一方、補聴器を装用することにより、今まで難聴のために聞こえていなかった日常の生活雑音が聞こえるようになります。その生活雑音がうるさくなり、それが脳の言葉を聞き分ける機能にとって邪魔になります。
この雑音に対しても、やはり脳のリハビリが必要となります。
メガネの場合は、受け取ったその日から使えるようになりますね。補聴器の場合は購入してからすぐに使える人もいますが、慣れるのに時間を要する人も多いです。難聴の程度が強い人ほど、難聴を放置していた期間が長い人ほど、その傾向が強くなり、人によっては1~3ヶ月もかかる場合もあります。
補聴器を買ってみたが、うるさくて使い物にならないのですぐに諦めてしまったり、普段は外していて、必要な時だけ補聴器をつけるという人がいます。
それでは脳が慣れる暇が無いので、いつまでたってもうまく使えません。
時々補聴器店で調整をしてもらいながら、うるさくても、耳障りでも、とにかく補聴器を使い続ける。朝起きたらすぐに補聴器をつけて、入浴時以外は寝るまで使い続ける。毎日毎日これを繰り返す。脳のリハビリですから、これが大事なポイントです。
補聴器と集音器の違い
補聴器は必要な音だけを大きくし、要らない音はできるだけカットするように設計されています。しかし、その目的は完璧には達成されていないので、人によっては雑音が耳障りで補聴器を諦めてしまう人がいるのです。
水道水の流れる音や茶碗を洗うガチャガチャという音、新聞紙を広げるバリバリという紙の音など、生活雑音が入って不快に感じる人も結構います。
"集音器"というものをよく通信販売やテレビの宣伝で目にします。
安価で買いやすいのですが、雑音をカットするという機能がないか、あっても弱いので、その点において補聴器には遠く呼びません。集音器とは、言わば補聴器モドキであって補聴器とは全く異なります。
補聴器と集音器の違いを理解しないまま集音器を試した人が
"いや、補聴器なんてあんなもの、うるさくて使えないわ!"
と言っているのをたまに耳にします。

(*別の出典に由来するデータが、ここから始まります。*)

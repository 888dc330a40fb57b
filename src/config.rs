//! Configuration structs for the planner, rewriter, and assembler.
//!
//! Thresholds and directives are passed explicitly into constructors
//! instead of living as module-level constants, so two documents processed
//! in the same process can use different settings.

/// Configuration for the match planner.
#[derive(Debug, Clone)]
pub struct PlannerConfig {
    /// Tolerate (and exclude from the match region) stray whitespace that
    /// the PDF producer introduced at operator boundaries.
    ///
    /// When enabled, a target that fails the exact scan is retried with
    /// leading/trailing whitespace inside the enclosing operators relaxed.
    pub relax_boundary_whitespace: bool,

    /// Maximum number of show-text fragments a single match may span.
    ///
    /// Guards against pathological streams where thousands of one-byte
    /// fragments would otherwise be walked per candidate position.
    pub max_fragments_per_match: usize,
}

impl Default for PlannerConfig {
    fn default() -> Self {
        Self {
            relax_boundary_whitespace: true,
            max_fragments_per_match: 256,
        }
    }
}

impl PlannerConfig {
    /// Create a configuration with default values.
    pub fn new() -> Self {
        Self::default()
    }

    /// Enable or disable whitespace-relaxed matching.
    pub fn with_relaxed_whitespace(mut self, relax: bool) -> Self {
        self.relax_boundary_whitespace = relax;
        self
    }
}

/// Configuration for the content stream rewriter.
#[derive(Debug, Clone)]
pub struct RewriterConfig {
    /// Minimum spacing delta, in thousandths of text space, below which no
    /// TJ adjustment entry is synthesized.
    ///
    /// Width differences smaller than this are invisible at any realistic
    /// zoom and would only bloat the stream.
    pub min_adjustment: f32,
}

impl Default for RewriterConfig {
    fn default() -> Self {
        Self {
            min_adjustment: 0.01,
        }
    }
}

impl RewriterConfig {
    /// Create a configuration with default values.
    pub fn new() -> Self {
        Self::default()
    }

    /// Set the minimum adjustment threshold (thousandths of text space).
    pub fn with_min_adjustment(mut self, min: f32) -> Self {
        self.min_adjustment = min;
        self
    }
}

/// Configuration for the PDF assembler.
#[derive(Debug, Clone)]
pub struct AssemblerConfig {
    /// FlateDecode-compress content streams in the output.
    pub compress_streams: bool,
    /// Producer string written into the document info dictionary.
    pub producer: Option<String>,
}

impl Default for AssemblerConfig {
    fn default() -> Self {
        Self {
            compress_streams: true,
            producer: Some(concat!("palimpsest ", env!("CARGO_PKG_VERSION")).to_string()),
        }
    }
}

impl AssemblerConfig {
    /// Create a configuration with default values.
    pub fn new() -> Self {
        Self::default()
    }

    /// Enable or disable stream compression.
    pub fn with_compress(mut self, compress: bool) -> Self {
        self.compress_streams = compress;
        self
    }
}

耳鼻科医としては
"ガセネタをばらまくのはやめて!"
"せっかく補聴器を試そうという人の気持ちを削がないで!"
という思いで聞いています。
補聴器は高価な買い物
さて、補聴器の値段ですが、これが問題です。片耳で100,000円〜200,000円程度のものが多いです。できれば両方の耳に装用した方が良いのですが、そうなると値段も2倍になります。(両耳同時だと割引がある場合もあるそうです。)

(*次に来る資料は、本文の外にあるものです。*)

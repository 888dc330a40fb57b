//! Error types for the mismatch engine.
//!
//! Planning failures are recoverable locally (the caller retries with a
//! relaxed matcher or a different renderer); rewriting failures abort only
//! the current plan; font-generation failures invalidate only outputs that
//! depend on the failed strategy.

/// Result type alias for engine operations.
pub type Result<T> = std::result::Result<T, Error>;

/// Error types that can occur while parsing, rewriting, or assembling.
#[derive(Debug, thiserror::Error)]
pub enum Error {
    /// Content stream could not be tokenized at a specific byte offset
    #[error("Failed to parse content stream at byte {offset}: {reason}")]
    ParseError {
        /// Byte offset where the error occurred
        offset: usize,
        /// Reason for the failure
        reason: String,
    },

    /// A replacement character has no encoding in the segment's font.
    ///
    /// Aborts the whole plan: the rewrite is all-or-nothing, so the caller
    /// falls back to an alternate renderer instead of emitting a stream
    /// that would paint the wrong glyph.
    #[error("Font '{font}' has no encoding for character U+{codepoint:04X}")]
    UnsupportedEncoding {
        /// Font resource id of the affected segment
        font: String,
        /// Codepoint that could not be encoded
        codepoint: u32,
    },

    /// A plan references an operator or fragment that does not exist in the
    /// record sequence it is being applied against
    #[error("Replacement plan is inconsistent with the operator stream: {0}")]
    PlanMismatch(String),

    /// Planning failure (target not found, empty target, ...)
    #[error(transparent)]
    Plan(#[from] crate::planner::PlanError),

    /// Font generation failure
    #[error(transparent)]
    FontGen(#[from] crate::fonts::FontGenError),

    /// Font resource table error
    #[error("Font error: {0}")]
    Font(String),

    /// Snapshot image could not be decoded
    #[error("Image error: {0}")]
    Image(String),

    /// IO error
    #[error("IO error: {0}")]
    Io(#[from] std::io::Error),
}

#[cfg(test)]
mod tests {
    use super::*;

    #[test]
    fn test_unsupported_encoding_message() {
        let err = Error::UnsupportedEncoding {
            font: "F1".to_string(),
            codepoint: 0x41,
        };
        let msg = format!("{}", err);
        assert!(msg.contains("F1"));
        assert!(msg.contains("U+0041"));
    }

    #[test]
    fn test_plan_error_is_transparent() {
        let err: Error = crate::planner::PlanError::EmptyTarget.into();
        assert!(matches!(
            err,
            Error::Plan(crate::planner::PlanError::EmptyTarget)
        ));
    }

    #[test]
    fn test_error_is_send_and_sync() {
        fn assert_send_sync<T: Send + Sync>() {}
        assert_send_sync::<Error>();
    }
}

両耳に装用すると、相乗効果で片耳装用よりも、よりよく聞き取れます。また、音の方向感覚が生まれますので、余裕があれば、できる限り両方の耳に装用することをお勧めいたしますが、ご予算という都合もありますよね。
もっとも、補聴器に合う耳と合わない耳があります。例えば、右の耳は補聴器でよく聞こえるようになるのに、左の耳は音は聞こえるが、何を言ってるのさっぱり解らない、なんてこともたまにあります。そこは耳鼻科を受診して相談してください。
難聴のひどい人は聴力の身体障害者に該当する場合もあり、耳鼻科を受診すると申請書類を書いてくれます。その場合、それなりの助成金があるのですが、身体障害者になるほどの難聴でない場合は、ほとんど助成金がありませんでした。
しかし近年、身体障害者に該当しない程度の軽度〜中等度の難聴の人で、耳鼻科の補聴器相談医が補聴器が必要と判断したケースでは、数万円(30,000円〜50,000円が多い)程度の助成金を受けられる場合もあります。
具体的には、旭川市が今年(2024年)から50名限定で試行を始めました。
旭川近郊では東神楽、東川、美瑛、当麻、上川、幌加内などの町村で既に人数限定なしで実施しています。(他の町村でも実施中かもしれません。)
60歳を超えた人、聞き返し、聞き間違いが多くなったと感じた人、テレビの音が大きいと言われた人は、補聴器相談医のいる耳鼻咽喉科を受診して、聴力検査を受けましょう。